WHAT THIS TASK INVOLVES
Start at the line in the entries below that contains "filename crates/linewatch/src/commands/helpers.rs", stop at the line that contains "flag overrides, then", and output exactly the lines in that span, both ends included.

[Collected data entries]
--- START ---

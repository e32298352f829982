use serde::{Deserialize, Serialize};

/// Effective configuration of a dashboard process.
///
/// Every field is optional in the file; accessors on the sections supply
/// the built-in defaults.
#[derive(Debug, Clone, Default, PartialEq, Serialize, Deserialize)]
pub struct LinewatchConfig {
    #[serde(default)]
    pub backend: BackendConfig,

    #[serde(default)]
    pub refresh: RefreshConfig,
}

/// Where telemetry is fetched from.
#[derive(Debug, Clone, Default, PartialEq, Serialize, Deserialize)]
pub struct BackendConfig {
    /// Base URL of the telemetry backend.
    /// Default: `http://localhost:5000`.
    #[serde(default, skip_serializing_if = "Option::is_none")]
    pub url: Option<String>,

    /// Path of the machine data endpoint, appended to `url`.
    /// Default: `/api/machine-data`.
    #[serde(default, skip_serializing_if = "Option::is_none")]
    pub endpoint: Option<String>,

    /// Bearer token sent with every request.
    #[serde(default, skip_serializing_if = "Option::is_none")]
    pub token: Option<String>,

    /// Per-request timeout in seconds.
    /// Default: 10 seconds.
    #[serde(default, skip_serializing_if = "Option::is_none")]
    pub timeout_secs: Option<u64>,
}

/// Periodic refresh behavior.
#[derive(Debug, Clone, Default, PartialEq, Serialize, Deserialize)]
pub struct RefreshConfig {
    /// Seconds between scheduled refreshes.
    /// Default: 10 seconds.
    #[serde(default, skip_serializing_if = "Option::is_none")]
    pub interval_secs: Option<u64>,

    /// Whether `watch` starts polling on launch.
    /// Default: true.
    #[serde(default, skip_serializing_if = "Option::is_none")]
    pub auto_refresh: Option<bool>,
}
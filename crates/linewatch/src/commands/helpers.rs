use clap::ArgMatches;

use linewatch_core::config::loading;
use linewatch_core::{FacetValue, FilterSpec, LinewatchConfig};

/// Load the config files, apply the command's flag overrides, then
/// validate the result. Flags can repair a value a file got wrong.
pub fn load_config(matches: &ArgMatches) -> Result<LinewatchConfig, Box<dyn std::error::Error>> {
    let config = loading::load_layers()?;
    let config = apply_overrides(config, matches);
    config.validate()?;
    Ok(config)
}

fn apply_overrides(mut config: LinewatchConfig, matches: &ArgMatches) -> LinewatchConfig {
    if let Some(url) = optional_string(matches, "url") {
        config.backend.url = Some(url);
    }
    if let Some(interval) = optional_u64(matches, "interval") {
        config.refresh.interval_secs = Some(interval);
    }
    if optional_flag(matches, "no-auto-refresh") {
        config.refresh.auto_refresh = Some(false);
    }
    config
}

/// Facet selection from `--device`, `--shift`, `--design` and `--status`.
pub fn filter_from_matches(matches: &ArgMatches) -> FilterSpec {
    let facet = |name: &str| -> FacetValue<String> {
        optional_string(matches, name).map_or(FacetValue::All, |v| FacetValue::parse(&v))
    };

    FilterSpec::default()
        .with_device(facet("device"))
        .with_shift(facet("shift"))
        .with_design(facet("design"))
        .with_status(
            optional_string(matches, "status")
                .map_or(FacetValue::All, |v| FacetValue::parse_status(&v)),
        )
}

// The same helpers serve subcommands that do not define every argument.
fn optional_string(matches: &ArgMatches, name: &str) -> Option<String> {
    matches.try_get_one::<String>(name).ok().flatten().cloned()
}

fn optional_u64(matches: &ArgMatches, name: &str) -> Option<u64> {
    matches.try_get_one::<u64>(name).ok().flatten().copied()
}

fn optional_flag(matches: &ArgMatches, name: &str) -> bool {
    matches.try_get_one::<bool>(name).ok().flatten().copied().unwrap_or(false)
}

#[cfg(test)]
mod tests {
    use super::*;
    use crate::app::build_cli;
    use linewatch_core::StatusTag;

    fn sub_matches(args: &[&str]) -> ArgMatches {
        let matches = build_cli().try_get_matches_from(args).unwrap();
        matches.subcommand().unwrap().1.clone()
    }

    #[test]
    fn test_filter_defaults_to_all() {
        let matches = sub_matches(&["linewatch", "snapshot"]);
        assert_eq!(filter_from_matches(&matches), FilterSpec::default());
    }

    #[test]
    fn test_filter_flags() {
        let matches = sub_matches(&[
            "linewatch", "snapshot", "--device", "M1", "--shift", "all", "--status", " Idle ",
        ]);
        let spec = filter_from_matches(&matches);

        assert_eq!(spec.device, FacetValue::Only("M1".to_string()));
        assert_eq!(spec.shift, FacetValue::All);
        assert_eq!(spec.design, FacetValue::All);
        assert_eq!(spec.status, FacetValue::Only(StatusTag::Idle));
    }

    #[test]
    fn test_value_named_all_in_other_casing_is_selectable() {
        let matches = sub_matches(&["linewatch", "snapshot", "--design", "All"]);
        let spec = filter_from_matches(&matches);
        assert_eq!(spec.design, FacetValue::Only("All".to_string()));
    }

    #[test]
    fn test_overrides_apply_on_top_of_config() {
        let matches = sub_matches(&[
            "linewatch", "watch", "--url", "http://plant-7", "--interval", "30",
            "--no-auto-refresh",
        ]);
        let config = apply_overrides(LinewatchConfig::default(), &matches);

        assert_eq!(config.backend.url(), "http://plant-7");
        assert_eq!(config.refresh.interval_secs(), 30);
        assert!(!config.refresh.auto_refresh());
    }

    #[test]
    fn test_overrides_ignore_missing_arguments() {
        let matches = sub_matches(&["linewatch", "config"]);
        let config = apply_overrides(LinewatchConfig::default(), &matches);
        assert_eq!(config, LinewatchConfig::default());
    }
}
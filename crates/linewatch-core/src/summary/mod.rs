//! Headline summary figures computed from a record snapshot.

pub mod operations;
pub mod types;

pub use operations::aggregate;
pub use types::{StatusSummary, SummaryStats};
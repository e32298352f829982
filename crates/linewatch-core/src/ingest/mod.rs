//! Ingestion boundary: the fetch capability and its response envelope.

pub mod errors;
pub mod source;
pub mod types;

pub use errors::IngestError;
pub use source::TelemetrySource;
pub use types::{IngestRequest, RequestId, TelemetryEnvelope};
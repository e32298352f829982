use linewatch_core::init_logging;

mod app;
mod commands;
mod source;
mod table;

#[tokio::main]
async fn main() -> Result<(), Box<dyn std::error::Error>> {
    let app = app::build_cli();
    let matches = app.get_matches();

    // Quiet unless asked otherwise; stdout stays clean for piping
    let verbose = matches.get_flag("verbose");
    init_logging(!verbose);

    commands::run_command(&matches).await?;

    Ok(())
}
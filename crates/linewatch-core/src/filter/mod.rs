//! Facet filtering over record snapshots.

pub mod operations;
pub mod types;

pub use operations::{distinct_values, filter_records};
pub use types::{
    ALL, DeviceSelection, Facet, FacetOptions, FacetValue, FilterSpec, STATUS_FACET_OPTIONS,
};
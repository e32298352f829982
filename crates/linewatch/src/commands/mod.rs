use clap::ArgMatches;
use tracing::error;

use linewatch_core::events;

pub mod helpers;

mod config;
mod snapshot;
mod watch;

pub async fn run_command(matches: &ArgMatches) -> Result<(), Box<dyn std::error::Error>> {
    let command = matches.subcommand_name().unwrap_or("none");
    events::log_command_started(command);

    let result = match matches.subcommand() {
        Some(("snapshot", sub_matches)) => snapshot::handle_snapshot_command(sub_matches).await,
        Some(("watch", sub_matches)) => watch::handle_watch_command(sub_matches).await,
        Some(("config", sub_matches)) => config::handle_config_command(sub_matches),
        _ => {
            error!(event = "cli.command_unknown");
            Err("Unknown command".into())
        }
    };

    if let Err(e) = &result {
        events::log_command_failed(command, e.as_ref());
    }
    events::log_command_finished(command, result.is_ok());

    result
}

--- END ---

SOLVED PROBLEM
filename crates/linewatch/src/commands/helpers.rs
use clap::ArgMatches;

use linewatch_core::config::loading;
use linewatch_core::{FacetValue, FilterSpec, LinewatchConfig};

/// Load the config files, apply the command's flag overrides, then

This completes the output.